Insights From: Benjamin P. Levy, MD, Mount Sinai Hospital
Published: Thursday, Dec 29, 2016



Transcript:

Benjamin P. Levy, MD:
You have to use your best drug first. I think you have to really seize the opportunity with these patients and give them your best drug, and that best drug is based not only on its efficacy, but its toxicity. And, I think, thankfully, and fortunately, we have oral agents that work if first- or second-generation TKIs don’t work. So, for me, I try to make the best decision up front that delivers the best chance of response, but also is mindful of toxicities.

Unfortunately, we’re not curing these patients and all of the efforts that we deliver in terms of targeted therapies are still palliative. Now, we’re making strides, but patients should receive the best drug first, the one that has the best response rates but also factors in toxicity. So, I always try to use my best drug first. But, with the caveat being, if that drug doesn’t work, there are other drugs down the pike that are approved now that may work just as well once patients develop progression on first- or second-generation TKIs.

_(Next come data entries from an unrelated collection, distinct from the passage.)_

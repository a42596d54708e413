//! The arcade engine. It wires the ledger store, the economy service and the
//! session controller, and exposes the operations Presentation calls.
//!
//! Nothing is looked up by name at runtime: the engine constructs each
//! component once and hands the economy to the controller explicitly on
//! every call that needs it.
//!
//! FRAME LOOP: Presentation calls `update(dt, now)` once per frame.
//!   1. Session timers advance by `dt` (frozen while paused).
//!   2. The hourly refill is checked against the wall clock `now`
//!      (never frozen).

use crate::{
    command::{CommandResult, PlayerCommand},
    config::ArcadeConfig,
    economy::{DailyRewardOutcome, EconomyService, EntryOutcome, RefillOutcome},
    error::ArcadeResult,
    event::GameEvent,
    session::{SessionController, SessionState},
    snapshot::ArcadeSnapshot,
    store::LedgerStore,
    types::{Coins, Score, SessionTime},
};
use chrono::{DateTime, NaiveDate, Utc};

pub struct ArcadeEngine {
    pub economy: EconomyService,
    pub session: SessionController,
}

impl ArcadeEngine {
    pub fn new(store: LedgerStore, config: ArcadeConfig, seed: u64) -> ArcadeResult<Self> {
        config.validate()?;
        store.migrate()?;
        let economy = EconomyService::open(store, config.economy)?;
        let session = SessionController::new(config.session, seed);
        Ok(Self { economy, session })
    }

    /// Open (or create) the ledger database at `path`.
    pub fn open(path: &str, config: ArcadeConfig, seed: u64) -> ArcadeResult<Self> {
        Self::new(LedgerStore::open(path)?, config, seed)
    }

    /// Engine on a private in-memory ledger with the default test config.
    pub fn build_test(seed: u64) -> ArcadeResult<Self> {
        Self::new(LedgerStore::in_memory()?, ArcadeConfig::default_test(), seed)
    }

    // ── Lobby ─────────────────────────────────────────────────────

    pub fn try_enter_game(&mut self) -> ArcadeResult<EntryOutcome> {
        self.economy.try_enter_game()
    }

    pub fn claim_daily_reward(&mut self, today: NaiveDate) -> ArcadeResult<DailyRewardOutcome> {
        self.economy.claim_daily_reward(today)
    }

    pub fn run_hourly_refill(&mut self, now: DateTime<Utc>) -> ArcadeResult<RefillOutcome> {
        self.economy.run_hourly_refill(now)
    }

    // ── Navigation boundaries ─────────────────────────────────────

    /// Lobby → gameplay.
    pub fn enter_gameplay(&mut self) -> ArcadeResult<()> {
        self.economy.sync_to_session()
    }

    /// Gameplay → lobby. Drops whatever session was in progress.
    pub fn return_to_lobby(&mut self) -> ArcadeResult<Vec<GameEvent>> {
        let events = self.session.restart_game();
        self.economy.sync_from_session()?;
        Ok(events)
    }

    // ── Session ───────────────────────────────────────────────────

    pub fn start_game(&mut self, difficulty: f64) -> Vec<GameEvent> {
        self.session.start_game(difficulty, &self.economy)
    }

    pub fn toggle_pause(&mut self) -> Vec<GameEvent> {
        self.session.toggle_pause()
    }

    pub fn restart_game(&mut self) -> Vec<GameEvent> {
        self.session.restart_game()
    }

    pub fn add_score(&mut self, points: i64) -> ArcadeResult<Vec<GameEvent>> {
        self.session.add_score(points, &mut self.economy)
    }

    pub fn report_miss(&mut self) -> ArcadeResult<Vec<GameEvent>> {
        self.session.report_miss(&mut self.economy)
    }

    /// One frame: session time plus the wall-clock refill check.
    pub fn update(&mut self, dt: SessionTime, now: DateTime<Utc>) -> ArcadeResult<Vec<GameEvent>> {
        let mut events = self.session.tick(dt);
        if let RefillOutcome::Granted { amount, .. } = self.economy.run_hourly_refill(now)? {
            events.push(GameEvent::RefillGranted {
                amount,
                balance: self.economy.coins(),
            });
        }
        Ok(events)
    }

    /// Run a serialised command. `ClaimDailyReward` uses the UTC calendar
    /// date of `now`; `Tick` runs a full `update`.
    pub fn apply(&mut self, command: PlayerCommand, now: DateTime<Utc>) -> ArcadeResult<CommandResult> {
        log::debug!("command: {command:?}");
        let result = match command {
            PlayerCommand::TryEnterGame => CommandResult {
                entry: Some(self.try_enter_game()?),
                ..CommandResult::default()
            },
            PlayerCommand::ClaimDailyReward => CommandResult {
                daily: Some(self.claim_daily_reward(now.date_naive())?),
                ..CommandResult::default()
            },
            PlayerCommand::AwardCoins { amount } => {
                self.economy.award_coins(amount)?;
                CommandResult::default()
            }
            PlayerCommand::EnterGameplay => {
                self.enter_gameplay()?;
                CommandResult::default()
            }
            PlayerCommand::ReturnToLobby => CommandResult::events(self.return_to_lobby()?),
            PlayerCommand::StartGame { difficulty } => {
                CommandResult::events(self.start_game(difficulty))
            }
            PlayerCommand::TogglePause => CommandResult::events(self.toggle_pause()),
            PlayerCommand::RestartGame => CommandResult::events(self.restart_game()),
            PlayerCommand::AddScore { points } => CommandResult::events(self.add_score(points)?),
            PlayerCommand::ReportMiss => CommandResult::events(self.report_miss()?),
            PlayerCommand::Tick { dt } => CommandResult::events(self.update(dt, now)?),
        };
        Ok(result)
    }

    // ── Read-only views ───────────────────────────────────────────

    pub fn coins(&self) -> Coins {
        self.economy.coins()
    }

    pub fn remaining_attempts(&self) -> u32 {
        self.economy.remaining_attempts()
    }

    pub fn high_score(&self) -> Score {
        self.economy.high_score()
    }

    pub fn score(&self) -> Score {
        self.session.score()
    }

    pub fn level(&self) -> u32 {
        self.session.level()
    }

    pub fn state(&self) -> SessionState {
        self.session.state()
    }

    pub fn snapshot(&self) -> ArcadeSnapshot {
        ArcadeSnapshot {
            coins:              self.economy.coins(),
            remaining_attempts: self.economy.remaining_attempts(),
            high_score:         self.economy.high_score(),
            login_day_index:    self.economy.login_day_index(),
            last_claim_date:    self.economy.last_claim_date(),
            next_refill_time:   self.economy.next_refill_time(),
            state:              self.session.state(),
            score:              self.session.score(),
            level:              self.session.level(),
            spawn_interval:     self.session.spawn_interval(),
            countdown:          self.session.countdown(),
            level_banner:       self.session.level_banner(),
            session_time:       self.session.session_time(),
        }
    }
}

I think, any time we make decisions for our patients who are EGFR-positive up front with a TKI, we have to be ready to make dose modifications or dose reductions due to these severities or potential severities of the adverse events. Now, for many patients whom we treat, we don’t need to make dose reductions. I would say probably in 20% to 30% of our patient population in my practice, we make some dose reductions, and that can be with afatinib. If we’re starting at 40 mg, we often have to go down to 30 mg if they’re experiencing a grade 3 rash or diarrhea. And it’s the same with erlotinib, as well. If we start out with erlotinib, 150 mg is the starting dose, but I’m ready to make a dose reduction to 100 mg. And, I think, this is where care gets very nuanced and individualized. I think we have to be proactive about managing adverse events with TKIs. I think we need to be comfortable knowing what the proper management is in terms of the rash and diarrhea, but also comfortable holding the dose if the AE is very severe and reducing the dose. There are all kinds of algorithms online that I encourage people to look at. These drugs work very well, but they do have an AE profile that physicians need to be cognizant of and know how to manage moving forward.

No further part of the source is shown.